The disorder is caused by lesions of the cavernous sinus. Ophthalmoplegia, proptosis, and orbital congestion are the most frequent findings. Parasellar lesions including tumors, carotid artery aneurysms, and carotid-cavernous fistulas have been described.

Synonyms

Foix Syndrome; Jefferson Syndrome; Foix-Jefferson Syndrome.

History

One of the first who associated intracavernous aneurysms with Cavernous Sinus Syndrome (CSS) was the American physician Roberts Bartholow (1831-1904). In 1921, the French neurologist Charles Foix (182-1927) was one of the first to recognize that unilateral ophthalmoplegia can be caused by CSS. Extensive work published in 1938 and later in 1953 by the English neurologist and neurosurgeon Geoffrey Jefferson (1886-1961) further elucidated the etiology of CSS, particularly the association with internal carotid artery aneurysms.

Incidence

Approximately 5% of all ophthalmoplegias are the result of cavernous sinus syndrome.
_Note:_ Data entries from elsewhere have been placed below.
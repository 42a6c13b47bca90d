//! Statement constructors.

use super::{RegionStmt, Stmt, StmtHeader};
use crate::cord::{Cord, ExecContext};
use crate::field_map::{self, FieldMapBuilder};
use crate::format::{TupleField, TupleFormat};
use crate::lsregion::LsRegion;
use crate::msgpack::{self, MpType};
use std::sync::Arc;
use tessera_common::{Result, StmtType, TesseraError};

/// Allocates a statement buffer and writes a fresh header.
fn alloc(format: &TupleFormat, data_offset: usize, bsize: usize) -> Result<Box<[u8]>> {
    debug_assert!(data_offset >= StmtHeader::SIZE + format.field_map_size() as usize);
    let data_offset_u16 = u16::try_from(data_offset)
        .map_err(|_| TesseraError::Internal(format!("data offset {} out of range", data_offset)))?;
    let bsize_u32 = u32::try_from(bsize).map_err(|_| TesseraError::MaxTupleSize {
        size: data_offset + bsize,
        max: u32::MAX as usize,
    })?;
    let mut raw = format.vtab().construct(format, data_offset + bsize)?;
    StmtHeader::new(format.id(), data_offset_u16, bsize_u32).write_to(&mut raw);
    Ok(raw)
}

impl Stmt {
    /// Builds a statement from a tuple, its field map and upsert operations.
    pub(crate) fn build(
        cord: Cord<'_>,
        format: &Arc<TupleFormat>,
        builder: &FieldMapBuilder,
        tuple: &[u8],
        ops: &[&[u8]],
        stmt_type: StmtType,
    ) -> Result<Stmt> {
        let ops_size: usize = ops.iter().map(|op| op.len()).sum();
        let data_offset = StmtHeader::SIZE + builder.size();
        let mut raw = alloc(format, data_offset, tuple.len() + ops_size)?;

        builder.build_into(&mut raw[StmtHeader::SIZE..data_offset]);
        let mut pos = data_offset;
        raw[pos..pos + tuple.len()].copy_from_slice(tuple);
        pos += tuple.len();
        for op in ops {
            raw[pos..pos + op.len()].copy_from_slice(op);
            pos += op.len();
        }
        StmtHeader::set_type(&mut raw, stmt_type);
        Ok(Stmt::from_raw(raw, format, cord))
    }

    /// Builds a typed statement from a MessagePack tuple and operations.
    ///
    /// The field map is computed without type validation: statements read
    /// back from older runs may not conform to the current format.
    pub fn new_with_ops(
        ctx: &mut ExecContext<'_>,
        format: &Arc<TupleFormat>,
        tuple: &[u8],
        ops: &[&[u8]],
        stmt_type: StmtType,
    ) -> Result<Stmt> {
        msgpack::check_array(tuple)?;
        let builder = field_map::field_map_create(format, tuple, false)?;
        Stmt::build(ctx.cord(), format, &builder, tuple, ops, stmt_type)
    }

    pub fn new_insert(ctx: &mut ExecContext<'_>, format: &Arc<TupleFormat>, tuple: &[u8]) -> Result<Stmt> {
        Stmt::new_with_ops(ctx, format, tuple, &[], StmtType::Insert)
    }

    pub fn new_replace(ctx: &mut ExecContext<'_>, format: &Arc<TupleFormat>, tuple: &[u8]) -> Result<Stmt> {
        Stmt::new_with_ops(ctx, format, tuple, &[], StmtType::Replace)
    }

    /// DELETE carrying the full tuple.
    pub fn new_delete(ctx: &mut ExecContext<'_>, format: &Arc<TupleFormat>, tuple: &[u8]) -> Result<Stmt> {
        Stmt::new_with_ops(ctx, format, tuple, &[], StmtType::Delete)
    }

    pub fn new_upsert(
        ctx: &mut ExecContext<'_>,
        format: &Arc<TupleFormat>,
        tuple: &[u8],
        ops: &[&[u8]],
    ) -> Result<Stmt> {
        Stmt::new_with_ops(ctx, format, tuple, ops, StmtType::Upsert)
    }

    /// Builds a key statement from `part_count` key parts (the elements of
    /// a key array, without its header).
    pub fn new_key(cord: Cord<'_>, key_format: &Arc<TupleFormat>, parts: &[u8], part_count: u32) -> Result<Stmt> {
        debug_assert!(key_format.is_key());
        debug_assert_eq!(key_format.field_map_size(), 0);
        let key_size = msgpack::values_span(parts, part_count)?;
        let header_size = msgpack::sizeof_array(part_count);
        let mut raw = alloc(key_format, StmtHeader::SIZE, header_size + key_size)?;

        let mut dst = &mut raw[StmtHeader::SIZE..];
        rmp::encode::write_array_len(&mut dst, part_count)?;
        dst[..key_size].copy_from_slice(&parts[..key_size]);
        Ok(Stmt::from_raw(raw, key_format, cord))
    }

    /// Byte copy into a fresh allocation with its own reference count.
    pub fn dup(&self, cord: Cord<'_>) -> Result<Stmt> {
        let view = self.view();
        let format = self.format();
        let mut raw = alloc(format, view.data_offset() as usize, view.bsize() as usize)?;
        raw.copy_from_slice(view.raw());
        Ok(Stmt::from_raw(raw, format, cord))
    }

    /// Copies the statement into `region` under `alloc_id`.
    ///
    /// UPSERTs get one leading byte, zeroed, for the apply counter.
    pub fn dup_region(&self, region: &LsRegion, alloc_id: i64) -> Result<RegionStmt> {
        let view = self.view();
        let base = usize::from(view.stmt_type() == StmtType::Upsert);
        let mut buf = region.alloc(view.size() + base, alloc_id)?;
        buf[0..base].fill(0);
        buf[base..].copy_from_slice(view.raw());
        Ok(RegionStmt {
            bytes: buf.freeze(),
            base,
            alloc_id,
            format: self.format().clone(),
        })
    }

    /// Turns an UPSERT into a REPLACE of the same payload tuple and LSN,
    /// dropping the operations.
    pub fn replace_from_upsert(&self, cord: Cord<'_>) -> Result<Stmt> {
        let view = self.view();
        if view.stmt_type() != StmtType::Upsert {
            return Err(TesseraError::Internal(format!(
                "replace_from_upsert on {} statement",
                view.stmt_type()
            )));
        }
        let bsize = view.upsert_data().len();
        let data_offset = view.data_offset() as usize;
        let format = self.format();
        let mut raw = alloc(format, data_offset, bsize)?;
        raw[StmtHeader::SIZE..].copy_from_slice(&view.raw()[StmtHeader::SIZE..data_offset + bsize]);
        StmtHeader::set_type(&mut raw, StmtType::Replace);
        StmtHeader::set_lsn(&mut raw, view.lsn());
        Ok(Stmt::from_raw(raw, format, cord))
    }

    /// DELETE holding only the indexed fields of this statement's tuple.
    pub fn new_surrogate_delete(&self, ctx: &mut ExecContext<'_>) -> Result<Stmt> {
        let view = self.view();
        new_surrogate_delete_raw(ctx, self.format(), view.upsert_data())
    }
}

/// Builds a DELETE from `data` keeping only what the format's field tree
/// indexes.
///
/// Unindexed array elements become nil, unindexed map entries become a
/// nil key with a nil value, containers on the way to indexed leaves get
/// re-encoded headers.
pub fn new_surrogate_delete_raw(ctx: &mut ExecContext<'_>, format: &Arc<TupleFormat>, data: &[u8]) -> Result<Stmt> {
    let cord = ctx.cord();
    let mut region = ctx.region().savepoint();
    region.reserve(data.len())?;
    let start = region.used();

    let mut builder = FieldMapBuilder::new(format.slot_count());
    let mut cursor = data;
    let tuple_fields = msgpack::decode_array_len(&mut cursor)?;
    let field_count = tuple_fields.min(format.index_field_count());
    {
        let out = region.buf_mut();
        rmp::encode::write_array_len(out, field_count)?;
        for field in format.fields().iter().take(field_count as usize) {
            project(Some(field), &mut cursor, out, start, &mut builder)?;
        }
    }
    let end = region.used();

    let data_offset = StmtHeader::SIZE + builder.size();
    let mut raw = alloc(format, data_offset, end - start)?;
    builder.build_into(&mut raw[StmtHeader::SIZE..data_offset]);
    raw[data_offset..].copy_from_slice(region.slice(start..end));
    StmtHeader::set_type(&mut raw, StmtType::Delete);
    Ok(Stmt::from_raw(raw, format, cord))
}

/// Copies the value at `cursor` into `out` as described by `field` and
/// advances past it.
fn project<'a>(
    field: Option<&TupleField>,
    cursor: &mut &'a [u8],
    out: &mut Vec<u8>,
    base: usize,
    builder: &mut FieldMapBuilder,
) -> Result<()> {
    let data: &'a [u8] = *cursor;
    let span = msgpack::value_span(data)?;
    let value = &data[..span];
    *cursor = &data[span..];
    let field = match field {
        Some(f) if f.is_key_part() || !f.children().is_empty() => f,
        _ => {
            rmp::encode::write_nil(out).map_err(rmp::encode::ValueWriteError::InvalidMarkerWrite)?;
            return Ok(());
        }
    };

    if let Some(slot) = field.offset_slot() {
        builder.set(slot, out.len() - base);
    }
    let mp = msgpack::peek_type(value)?;
    if field.children().is_empty() || !matches!(mp, MpType::Array | MpType::Map) {
        out.extend_from_slice(value);
        return Ok(());
    }

    let mut inner = value;
    if mp == MpType::Array {
        let len = msgpack::decode_array_len(&mut inner)?;
        let emitted = if field.is_multikey_array() {
            len
        } else {
            len.min(field.indexed_element_count())
        };
        rmp::encode::write_array_len(out, emitted)?;
        for index in 0..emitted {
            project(field.child_for_index(index), &mut inner, out, base, builder)?;
        }
    } else {
        let len = msgpack::decode_map_len(&mut inner)?;
        rmp::encode::write_map_len(out, len)?;
        for _ in 0..len {
            let key_start = inner;
            let child = if msgpack::peek_type(inner)? == MpType::Str {
                let key = msgpack::decode_str(&mut inner)?;
                field.child_for_key(key)
            } else {
                msgpack::skip(&mut inner)?;
                None
            };
            match child {
                Some(child) => {
                    out.extend_from_slice(&key_start[..key_start.len() - inner.len()]);
                    project(Some(child), &mut inner, out, base, builder)?;
                }
                None => {
                    rmp::encode::write_nil(out).map_err(rmp::encode::ValueWriteError::InvalidMarkerWrite)?;
                    rmp::encode::write_nil(out).map_err(rmp::encode::ValueWriteError::InvalidMarkerWrite)?;
                    msgpack::skip(&mut inner)?;
                }
            }
        }
    }
    Ok(())
}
Both sides and genders are equally affected. Bilateral involvement is possible, but rare (in 4-6%). The average age at presentation in one large study was 39, in another 55 years. In the majority of cases, CSS is caused by tumors.

Genetic inheritance

No genetic background.

Pathophysiology

The cavernous sinuses are paired extradural venous plexuses surrounded by dura and the pituitary gland in the center. These cavernous sinuses contain the cranial nerves III (oculomotor nerve), IV (trochlear nerve), V1 (ophthalmic nerve), V2 (maxillary nerve) and VI (abducens nerve), the internal carotid arteries, and their sympathetic plexus. Tumors (primary or secondary), carotid artery aneurysms, carotid-cavernous fistulas, and inflammatory processes are the main causes of this disorder and symptoms are predominantly the result of nerve compression and/or expanding processes in the cavernous sinus.

Diagnosis

The syndrome can be diagnosed clinically. CSS is defined as involvement of two or more cranial nerves or oculosympathetic fibers on the same side, or involvement of only cranial nerve in combination with a radiologically confirmed cavernous sinus lesion. Funduscopy may show optic disc edema and retinal hemorrhages; however, diagnostic imaging and laboratory studies are required to establish the nature of the lesion.

Clinical aspects

On examination, patients may present with ophthalmoplegia, orbital congestion, and proptosis. Cranial nerve palsies may be isolated (in 42%) or comprise a combination of third, fourth, fifth, and sixth cranial nerve palsies (two cranial nerves involved in 28%, three in 20%, and four in 10%). Diplopia is the most common presenting symptom (in approximately 66% of patients), while complete ophthalmoplegia is present in 17-27%. The ophthalmoplegia may be associated with periocular pain (in about 35%) that can be severe, paresthesias in the ophthalmic branch of the trigeminal nerve, and a decreased or absent corneal reflex. Conjunctival congestion and arterialization of the conjunctival veins may be present. Ocular pulsations suggest a vascular fistula. The pupil ...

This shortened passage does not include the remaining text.